All this had taken place when I was very near the end of my engineering course. Just three months were left before I and my friends were to give our professors the pleasure of seeing us leave the college for good. Those three months passed away swiftly.
Those were the last three months of my student life. And I believe I studied harder during that time than I had ever done. The reason was that there was a very real danger of my failing in most of my exams, unless some drastic changes were brought about in my study schedule. And I could not fail. I wouldn’t have minded it all that much had both my parents not been such proud holders of degrees from IIT, and much respected professors in much respected universities.

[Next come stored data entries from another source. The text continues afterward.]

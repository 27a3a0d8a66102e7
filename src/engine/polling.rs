//! Event sources polled by the engine loop.

use std::future::pending;

use super::{Engine, OpenFuture, event::Event, state::Closing};
use crate::{
    error::ClientError,
    transport::{Link, TransportEvent},
};

impl Engine {
    /// Wait for the next event.
    ///
    /// Link output is polled first so a reply that lands together with its
    /// call's deadline is delivered rather than timed out. Commands come next
    /// and are always enabled, which keeps the `select!` from running out of
    /// branches.
    pub(super) async fn next_event(&mut self) -> Event {
        tokio::select! {
            biased;

            event = Self::poll_link(self.link.as_mut()), if self.link.is_some() => Event::Link(event),
            command = self.commands.recv() => Event::Command(command),
            opened = Self::poll_opening(self.opening.as_mut()), if self.opening.is_some() => {
                Event::Opened(opened)
            }
            Some(expired) = self.timers.next_expired(), if !self.timers.is_empty() => {
                Event::Timer(expired)
            }
            () = self.keepalive.idle(), if self.keepalive.is_armed() => Event::Keepalive,
            () = self.retry.wait(), if self.retry.is_scheduled() => Event::Retry,
            () = Self::poll_deadline(self.closing.as_mut()), if self.closing.is_some() => {
                Event::CloseDeadline
            }
        }
    }

    async fn poll_link(link: Option<&mut Box<dyn Link>>) -> Option<TransportEvent> {
        match link {
            Some(link) => link.recv().await,
            None => pending().await,
        }
    }

    async fn poll_opening(opening: Option<&mut OpenFuture>) -> Result<Box<dyn Link>, ClientError> {
        match opening {
            Some(opening) => opening.await,
            None => pending().await,
        }
    }

    async fn poll_deadline(closing: Option<&mut Closing>) {
        match closing {
            Some(closing) => closing.deadline.as_mut().await,
            None => pending().await,
        }
    }
}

And my elder sister and her husband were both earning big bucks in an MNC. My younger sister was already through one successful year in a medical school. I, on the other hand, had already failed them all by not getting admission in any decent college. I could not fail them again by failing even in the damndest little hole I had got myself into.
So I studied hard for the last three months. More would have been useless. I was not going to become a NASA scientist even if I had studied more, you know.
I visited the market often enough though during those three months, but I never saw her again.
The lemon she had given me stayed at my table for a full week. If I could have pressed it in a notebook like a rose, I would have, as the memorabilia of a memorable girl. But a lemon isn’t a rose. Its purpose is not to evoke sensations of love and romance, but to quench thirst and strengthen the body’s immunity. So after a week, on a particularly hot day, I helped it to fulfil its life’s purpose. And with a chilled glass of lemonade in my hand, I thought of my Lemon Girl and shook my head and laughed at her and like her, just as I believed she would have laughed at me.
I wondered if I would ever hear that laugh again.
And five years later, I am wondering that once again. Have I robbed it off her forever? It’s almost six months since she ran away from here. Ran away in shame. Because of me. How could I have been such a senseless brute!